In occipital neuralgia the greater occipital nerve (GON) is affected in 90% of cases. It is a clinical diagnosis and no specific cause is observed in most patients. However, in some patients, an etiology could be identified (rheumatoid arthritis, tumors, vascular malformations, etc.) (Samer Narouze. Headache. 2016, 56(4):801–7; Cesmebasi A et al. Clin Anat. 2015, 28(1):101–8).
The GON can be affected in several locations from its origin in C2 between atlas and axis until it becomes subcutaneous.

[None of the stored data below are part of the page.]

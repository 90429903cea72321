//! Verse repository
//!
//! Owns the corpus grouped by category and serves random verses with an
//! anti-repetition policy: a verse served within the last `k` picks of its
//! category is skipped, unless every verse in the category was, in which
//! case the whole category is eligible again.
//!
//! Mutating operations take `&mut self`, so the read, the pick and the
//! recency update of [`VerseRepository::random_by_category`] always run as
//! one unit. Shared owners wrap the repository in a lock.

use crate::category::EmotionCategory;
use crate::error::{Result, VerseError};
use crate::recency::{RecencyTracker, DEFAULT_WINDOW};
use crate::verse::{NewVerse, Verse, VerseId};
use chrono::Utc;
use rand::rngs::StdRng;
use rand::{Rng, SeedableRng};
use serde::Serialize;
use std::collections::HashMap;
use tracing::debug;

/// In-memory verse store with anti-repetition selection
#[derive(Debug)]
pub struct VerseRepository<R = StdRng> {
    verses: HashMap<EmotionCategory, Vec<Verse>>,
    next_id: u64,
    recency: RecencyTracker,
    rng: R,
}

impl VerseRepository<StdRng> {
    /// Empty repository drawing from an entropy-seeded generator
    pub fn new() -> Self {
        Self::with_rng(StdRng::from_entropy())
    }

    /// Empty repository with reproducible selection
    pub fn from_seed(seed: u64) -> Self {
        Self::with_rng(StdRng::seed_from_u64(seed))
    }
}

impl Default for VerseRepository<StdRng> {
    fn default() -> Self {
        Self::new()
    }
}

impl<R: Rng> VerseRepository<R> {
    /// Empty repository drawing from `rng`
    pub fn with_rng(rng: R) -> Self {
        Self {
            verses: HashMap::new(),
            next_id: 1,
            recency: RecencyTracker::new(DEFAULT_WINDOW),
            rng,
        }
    }

    /// Replace the recency window size. Existing windows are discarded.
    pub fn with_window(mut self, capacity: usize) -> Self {
        self.recency = RecencyTracker::new(capacity);
        self
    }

    /// Number of picks remembered per category
    pub fn window(&self) -> usize {
        self.recency.capacity()
    }

    /// All verses in `category`, in insertion order
    pub fn list_by_category(&self, category: EmotionCategory) -> Vec<Verse> {
        self.verses.get(&category).cloned().unwrap_or_default()
    }

    /// Look up a verse by identifier
    pub fn get(&self, id: VerseId) -> Option<&Verse> {
        self.verses.values().flatten().find(|v| v.id == id)
    }

    pub fn count(&self, category: EmotionCategory) -> usize {
        self.verses.get(&category).map_or(0, Vec::len)
    }

    pub fn len(&self) -> usize {
        self.verses.values().map(Vec::len).sum()
    }

    pub fn is_empty(&self) -> bool {
        self.len() == 0
    }

    /// Identifiers recently served for `category`, oldest first
    pub fn recent(&self, category: EmotionCategory) -> Vec<VerseId> {
        self.recency.recent(category)
    }

    /// Store a new verse and return it.
    ///
    /// Fails with [`VerseError::InvalidInput`] when `text` or `reference` is
    /// blank; nothing is stored and no identifier is consumed.
    pub fn add(
        &mut self,
        category: EmotionCategory,
        text: impl Into<String>,
        reference: impl Into<String>,
        personal_message: impl Into<String>,
    ) -> Result<Verse> {
        self.insert(NewVerse::new(category, text, reference, personal_message))
    }

    /// Store a [`NewVerse`] after checking its required fields
    pub fn insert(&mut self, new: NewVerse) -> Result<Verse> {
        new.validate()?;

        let verse = Verse {
            id: VerseId(self.next_id),
            emotion: new.emotion,
            text: new.text,
            reference: new.reference,
            personal_message: new.personal_message,
            created_at: Utc::now(),
        };
        self.next_id += 1;

        debug!(id = %verse.id, emotion = %verse.emotion, reference = %verse.reference, "verse added");
        self.verses.entry(verse.emotion).or_default().push(verse.clone());
        Ok(verse)
    }

    /// Insert many verses, stopping at the first invalid one
    pub fn load(&mut self, verses: impl IntoIterator<Item = NewVerse>) -> Result<usize> {
        let mut loaded = 0;
        for verse in verses {
            self.insert(verse)?;
            loaded += 1;
        }
        Ok(loaded)
    }

    /// Draw a verse from `category`, avoiding recently served ones.
    ///
    /// Fails with [`VerseError::NotFound`] only when the category is empty.
    pub fn random_by_category(&mut self, category: EmotionCategory) -> Result<Verse> {
        let all = match self.verses.get(&category) {
            Some(verses) if !verses.is_empty() => verses,
            _ => return Err(VerseError::NotFound(category)),
        };

        let eligible: Vec<&Verse> = all
            .iter()
            .filter(|v| !self.recency.contains(category, v.id))
            .collect();

        let pool: Vec<&Verse> = if eligible.is_empty() {
            debug!(%category, total = all.len(), "recency window saturated, using full category");
            all.iter().collect()
        } else {
            eligible
        };

        let picked = pool[self.rng.gen_range(0..pool.len())].clone();
        self.recency.record(category, picked.id);

        debug!(%category, id = %picked.id, eligible = pool.len(), "verse selected");
        Ok(picked)
    }

    /// Corpus statistics
    pub fn stats(&self) -> RepositoryStats {
        RepositoryStats {
            total: self.len(),
            by_category: EmotionCategory::ALL
                .iter()
                .map(|c| (*c, self.count(*c)))
                .collect(),
            next_id: VerseId(self.next_id),
        }
    }
}

/// Snapshot of corpus size
#[derive(Debug, Clone, Serialize)]
pub struct RepositoryStats {
    pub total: usize,
    pub by_category: Vec<(EmotionCategory, usize)>,
    pub next_id: VerseId,
}

#[cfg(test)]
mod tests {
    use super::*;

    fn repo() -> VerseRepository {
        VerseRepository::from_seed(7)
    }

    #[test]
    fn test_add_assigns_increasing_ids() {
        let mut repo = repo();
        let a = repo.add(EmotionCategory::Happy, "a", "A 1:1", "").unwrap();
        let b = repo.add(EmotionCategory::Sad, "b", "B 1:1", "").unwrap();
        let c = repo.add(EmotionCategory::Happy, "c", "C 1:1", "").unwrap();
        assert_eq!(a.id, VerseId(1));
        assert_eq!(b.id, VerseId(2));
        assert_eq!(c.id, VerseId(3));
    }

    #[test]
    fn test_invalid_add_does_not_consume_id() {
        let mut repo = repo();
        let err = repo.add(EmotionCategory::Happy, "", "Ref 1:1", "msg").unwrap_err();
        assert!(matches!(err, VerseError::InvalidInput(_)));
        assert!(repo.is_empty());

        let verse = repo.add(EmotionCategory::Happy, "text", "Ref 1:1", "msg").unwrap();
        assert_eq!(verse.id, VerseId(1));
    }

    #[test]
    fn test_list_preserves_insertion_order() {
        let mut repo = repo();
        for i in 0..4 {
            repo.add(EmotionCategory::Guidance, format!("v{i}"), format!("Ref {i}"), "").unwrap();
        }
        let texts: Vec<_> = repo
            .list_by_category(EmotionCategory::Guidance)
            .into_iter()
            .map(|v| v.text)
            .collect();
        assert_eq!(texts, vec!["v0", "v1", "v2", "v3"]);
        assert!(repo.list_by_category(EmotionCategory::Angry).is_empty());
    }

    #[test]
    fn test_random_on_empty_category() {
        let mut repo = repo();
        let err = repo.random_by_category(EmotionCategory::Lonely).unwrap_err();
        assert_eq!(err, VerseError::NotFound(EmotionCategory::Lonely));
        assert!(repo.recent(EmotionCategory::Lonely).is_empty());
    }

    #[test]
    fn test_random_records_pick() {
        let mut repo = repo();
        repo.add(EmotionCategory::Strength, "s", "S 1:1", "").unwrap();
        let picked = repo.random_by_category(EmotionCategory::Strength).unwrap();
        assert_eq!(repo.recent(EmotionCategory::Strength), vec![picked.id]);
    }

    #[test]
    fn test_get_and_stats() {
        let mut repo = repo();
        let verse = repo.add(EmotionCategory::Angry, "a", "A 1:1", "").unwrap();
        repo.add(EmotionCategory::Angry, "b", "B 1:1", "").unwrap();
        repo.add(EmotionCategory::Sad, "c", "C 1:1", "").unwrap();

        assert_eq!(repo.get(verse.id), Some(&verse));
        assert!(repo.get(VerseId(99)).is_none());

        let stats = repo.stats();
        assert_eq!(stats.total, 3);
        assert_eq!(stats.next_id, VerseId(4));
        assert_eq!(stats.by_category.len(), EmotionCategory::ALL.len());
        assert!(stats.by_category.contains(&(EmotionCategory::Angry, 2)));
        assert!(stats.by_category.contains(&(EmotionCategory::Happy, 0)));
    }

    #[test]
    fn test_load_stops_at_invalid() {
        let mut repo = repo();
        let batch = vec![
            NewVerse::new(EmotionCategory::Happy, "ok", "Ref 1:1", ""),
            NewVerse::new(EmotionCategory::Happy, "", "Ref 1:2", ""),
            NewVerse::new(EmotionCategory::Happy, "never", "Ref 1:3", ""),
        ];
        assert!(repo.load(batch).is_err());
        assert_eq!(repo.count(EmotionCategory::Happy), 1);
    }

    #[test]
    fn test_with_window() {
        let repo = repo().with_window(5);
        assert_eq!(repo.window(), 5);
    }
}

Ultrasonography is a safe method for examining the GON. There are several ways to do this procedure and the most important thing is to correctly identify the nerve. Taking this into account, there are studies that have correlated the findings in ultrasonography with unembalmed cadavers, confirming these findings (Cho JC et al. J Clin Ultrasound. 2010;38(6):299- 304). Due to entrapment, the nerve could have an increase in cross-section but there is no relationship with the Headache Impact Test yet (Cho JC et al. J Ultrasound. 2012; 31(1):37–42).
The examination can be performed at the nuchal line or at its origin in C2. In our case, the GON was visualized in the posterior deep cervical plane and it was made to be more precise to guide occipital nerve block. It was incidentally discovered that the patient had venous plexus enlargement causing entrapment of the GON that could explain the frequent headaches despite the infiltrations.

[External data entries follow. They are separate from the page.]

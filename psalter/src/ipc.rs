//! IPC server for Psalter
//!
//! One JSON request per line, one JSON response per line, over a Unix socket.

use crate::service::VerseService;
use anyhow::Result;
use psalter_core::{AddVerseRequest, ErrorCode, Verse, VerseError};
use serde::{Deserialize, Serialize};
use std::path::{Path, PathBuf};
use thiserror::Error;
use tokio::io::{AsyncBufReadExt, AsyncWriteExt, BufReader};
use tokio::net::{UnixListener, UnixStream};

/// IPC request types
#[derive(Debug, Clone, Serialize, Deserialize)]
#[serde(tag = "type", content = "data")]
pub enum IpcRequest {
    // Verse operations
    GetVerse { emotion: String },
    AddVerse(AddVerseRequest),
    ListVerses { emotion: String },

    // Status
    GetCategories,
    GetStats,
    GetServerInfo,
}

/// IPC response
#[derive(Debug, Clone, Serialize, Deserialize)]
#[serde(tag = "status")]
pub enum IpcResponse {
    Success { data: serde_json::Value },
    Error { code: ErrorCode, message: String },
}

impl IpcResponse {
    fn ok(data: impl Serialize) -> Self {
        match serde_json::to_value(data) {
            Ok(data) => IpcResponse::Success { data },
            Err(e) => IpcResponse::Error {
                code: ErrorCode::Internal,
                message: format!("Serialization failed: {}", e),
            },
        }
    }
}

impl From<VerseError> for IpcResponse {
    fn from(e: VerseError) -> Self {
        IpcResponse::Error {
            code: e.error_code(),
            message: e.to_string(),
        }
    }
}

/// IPC server
pub struct PsalterIpcServer {
    service: VerseService,
}

impl PsalterIpcServer {
    pub fn new(service: VerseService) -> Self {
        Self { service }
    }

    pub async fn start(&self, socket_path: &Path) -> Result<()> {
        let _ = std::fs::remove_file(socket_path);
        if let Some(parent) = socket_path.parent() {
            std::fs::create_dir_all(parent)?;
        }

        let listener = UnixListener::bind(socket_path)?;
        tracing::info!("Psalter IPC server listening on {:?}", socket_path);

        loop {
            match listener.accept().await {
                Ok((stream, _)) => {
                    let service = self.service.clone();

                    tokio::spawn(async move {
                        if let Err(e) = handle_client(stream, service).await {
                            tracing::error!("Client error: {}", e);
                        }
                    });
                }
                Err(e) => {
                    tracing::error!("Accept error: {}", e);
                }
            }
        }
    }
}

async fn handle_client(stream: UnixStream, service: VerseService) -> Result<()> {
    let (reader, mut writer) = stream.into_split();
    let mut reader = BufReader::new(reader);
    let mut line = String::new();

    while reader.read_line(&mut line).await? > 0 {
        let response = match serde_json::from_str::<IpcRequest>(&line) {
            Ok(request) => process_request(request, &service).await,
            Err(e) => IpcResponse::Error {
                code: ErrorCode::InvalidInput,
                message: format!("Invalid request: {}", e),
            },
        };

        let response_json = serde_json::to_string(&response)?;
        writer.write_all(response_json.as_bytes()).await?;
        writer.write_all(b"\n").await?;
        writer.flush().await?;

        line.clear();
    }

    Ok(())
}

pub(crate) async fn process_request(request: IpcRequest, service: &VerseService) -> IpcResponse {
    match request {
        IpcRequest::GetVerse { emotion } => match service.random(&emotion).await {
            Ok(verse) => IpcResponse::ok(verse),
            Err(e) => {
                tracing::debug!("GetVerse {} failed: {}", emotion, e);
                e.into()
            }
        },

        IpcRequest::AddVerse(request) => match service.add(request).await {
            Ok(verse) => {
                tracing::info!("Verse {} added to {}", verse.id, verse.emotion);
                IpcResponse::ok(verse)
            }
            Err(e) => e.into(),
        },

        IpcRequest::ListVerses { emotion } => match service.list(&emotion).await {
            Ok(verses) => IpcResponse::ok(serde_json::json!({ "verses": verses })),
            Err(e) => e.into(),
        },

        IpcRequest::GetCategories => {
            let categories = service.categories().await;
            IpcResponse::ok(serde_json::json!({ "categories": categories }))
        }

        IpcRequest::GetStats => IpcResponse::ok(service.stats().await),

        IpcRequest::GetServerInfo => IpcResponse::Success {
            data: serde_json::json!({
                "name": "Psalter",
                "version": env!("CARGO_PKG_VERSION"),
            }),
        },
    }
}

/// Client-side errors
#[derive(Debug, Error)]
pub enum ClientError {
    #[error("IO error: {0}")]
    Io(#[from] std::io::Error),

    #[error("Protocol error: {0}")]
    Protocol(#[from] serde_json::Error),

    #[error("{message}")]
    Remote { code: ErrorCode, message: String },
}

impl ClientError {
    /// Daemon unreachable or misbehaving, as opposed to a request it rejected
    pub fn is_transport(&self) -> bool {
        !matches!(self, ClientError::Remote { .. })
    }
}

/// IPC client
pub struct PsalterClient {
    socket_path: PathBuf,
}

impl PsalterClient {
    pub fn new(socket_path: impl Into<PathBuf>) -> Self {
        Self {
            socket_path: socket_path.into(),
        }
    }

    pub async fn get_verse(&self, emotion: &str) -> Result<Verse, ClientError> {
        let data = self.call(IpcRequest::GetVerse { emotion: emotion.to_string() }).await?;
        Ok(serde_json::from_value(data)?)
    }

    pub async fn add_verse(&self, request: AddVerseRequest) -> Result<Verse, ClientError> {
        let data = self.call(IpcRequest::AddVerse(request)).await?;
        Ok(serde_json::from_value(data)?)
    }

    pub async fn list_verses(&self, emotion: &str) -> Result<Vec<Verse>, ClientError> {
        let mut data = self.call(IpcRequest::ListVerses { emotion: emotion.to_string() }).await?;
        let verses = data
            .get_mut("verses")
            .map(serde_json::Value::take)
            .unwrap_or_default();
        Ok(serde_json::from_value(verses)?)
    }

    pub async fn stats(&self) -> Result<serde_json::Value, ClientError> {
        self.call(IpcRequest::GetStats).await
    }

    async fn call(&self, request: IpcRequest) -> Result<serde_json::Value, ClientError> {
        match self.send(request).await? {
            IpcResponse::Success { data } => Ok(data),
            IpcResponse::Error { code, message } => Err(ClientError::Remote { code, message }),
        }
    }

    async fn send(&self, request: IpcRequest) -> Result<IpcResponse, ClientError> {
        let mut stream = UnixStream::connect(&self.socket_path).await?;

        let request_json = serde_json::to_string(&request)?;
        stream.write_all(request_json.as_bytes()).await?;
        stream.write_all(b"\n").await?;
        stream.flush().await?;

        let mut reader = BufReader::new(stream);
        let mut line = String::new();
        reader.read_line(&mut line).await?;

        Ok(serde_json::from_str(&line)?)
    }
}

#[cfg(test)]
mod tests {
    use super::*;
    use crate::service::tests::seeded_service;
    use psalter_core::{EmotionCategory, SeedVariant};
    use std::time::Duration;
    use tempfile::tempdir;

    #[test]
    fn test_request_wire_form() {
        let request: IpcRequest =
            serde_json::from_str(r#"{"type":"GetVerse","data":{"emotion":"happy"}}"#).unwrap();
        assert!(matches!(request, IpcRequest::GetVerse { emotion } if emotion == "happy"));

        let request: IpcRequest = serde_json::from_str(
            r#"{"type":"AddVerse","data":{"emotion":"sad","text":"t","reference":"r","personalMessage":"m"}}"#,
        )
        .unwrap();
        match request {
            IpcRequest::AddVerse(add) => assert_eq!(add.personal_message, "m"),
            _ => panic!("Wrong request type"),
        }

        let request: IpcRequest = serde_json::from_str(r#"{"type":"GetStats"}"#).unwrap();
        assert!(matches!(request, IpcRequest::GetStats));
    }

    #[test]
    fn test_error_response_wire_form() {
        let response: IpcResponse = VerseError::NotFound(EmotionCategory::Sad).into();
        let json = serde_json::to_value(&response).unwrap();
        assert_eq!(json["status"], "Error");
        assert_eq!(json["code"], "not_found");
    }

    #[tokio::test]
    async fn test_process_invalid_category() {
        let service = seeded_service(SeedVariant::Full);
        let response = process_request(IpcRequest::GetVerse { emotion: "meh".into() }, &service).await;
        match response {
            IpcResponse::Error { code, .. } => {
                assert_eq!(code, ErrorCode::InvalidCategory);
                assert!(code.is_client_error());
            }
            _ => panic!("Expected error"),
        }
    }

    #[tokio::test]
    async fn test_process_list_and_stats() {
        let service = seeded_service(SeedVariant::Minimal);

        let response = process_request(IpcRequest::ListVerses { emotion: "anxious".into() }, &service).await;
        match response {
            IpcResponse::Success { data } => assert_eq!(data["verses"].as_array().unwrap().len(), 2),
            _ => panic!("Expected success"),
        }

        let response = process_request(IpcRequest::GetStats, &service).await;
        match response {
            IpcResponse::Success { data } => {
                assert_eq!(data["total"], 10);
                assert_eq!(data["next_id"], 11);
            }
            _ => panic!("Expected success"),
        }
    }

    #[tokio::test]
    async fn test_client_server_roundtrip() {
        let dir = tempdir().unwrap();
        let socket = dir.path().join("psalter.sock");

        let server = PsalterIpcServer::new(seeded_service(SeedVariant::Full));
        let server_socket = socket.clone();
        let handle = tokio::spawn(async move { server.start(&server_socket).await });

        for _ in 0..100 {
            if socket.exists() {
                break;
            }
            tokio::time::sleep(Duration::from_millis(10)).await;
        }

        let client = PsalterClient::new(&socket);

        let verse = client.get_verse("grateful").await.unwrap();
        assert_eq!(verse.emotion, EmotionCategory::Grateful);

        let err = client.get_verse("bored").await.unwrap_err();
        assert!(!err.is_transport());
        assert!(matches!(err, ClientError::Remote { code: ErrorCode::InvalidCategory, .. }));

        let added = client
            .add_verse(AddVerseRequest {
                emotion: "angry".into(),
                text: "Be still, and know that I am God.".into(),
                reference: "Psalm 46:10".into(),
                personal_message: String::new(),
            })
            .await
            .unwrap();
        let listed = client.list_verses("angry").await.unwrap();
        assert_eq!(listed.last(), Some(&added));

        handle.abort();
    }

    #[tokio::test]
    async fn test_client_without_daemon() {
        let dir = tempdir().unwrap();
        let client = PsalterClient::new(dir.path().join("missing.sock"));
        let err = client.get_verse("happy").await.unwrap_err();
        assert!(err.is_transport());
    }
}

In the literature we could only find one article describing a case of an abnormal vein with sonographic visualization of the GON and where the image is available (Samer Narouze. Headache. 2016;56(4):801–7).
In our case, thanks to the ultrasound scanner, venous plexus enlargement was discovered and we continued with superficial infiltrations due to the high risk of hemorrhage and the absence of surgical solutions.
Therefore, HRUS allows identification of the GON and serves as a guide for its infiltration in cases of occipital neuralgia it can also be useful for identifying associated structural abnormalities, thereby avoiding adverse side effects of the nerve block. However, this technique should not be done routinely because, although it is not an invasive technique, it is time-consuming and does not provide any benefits in most cases. Therefore, patient selection is recommended.
Compliance with Ethical Standards
This article does not contain any studies with human participants or animals performed by any of the authors. Informed consent was obtained from all participants included in the study. There was no external funding in the preparation of this manuscript.
Conflict of Interest
The authors declare that they have no conflict of interest.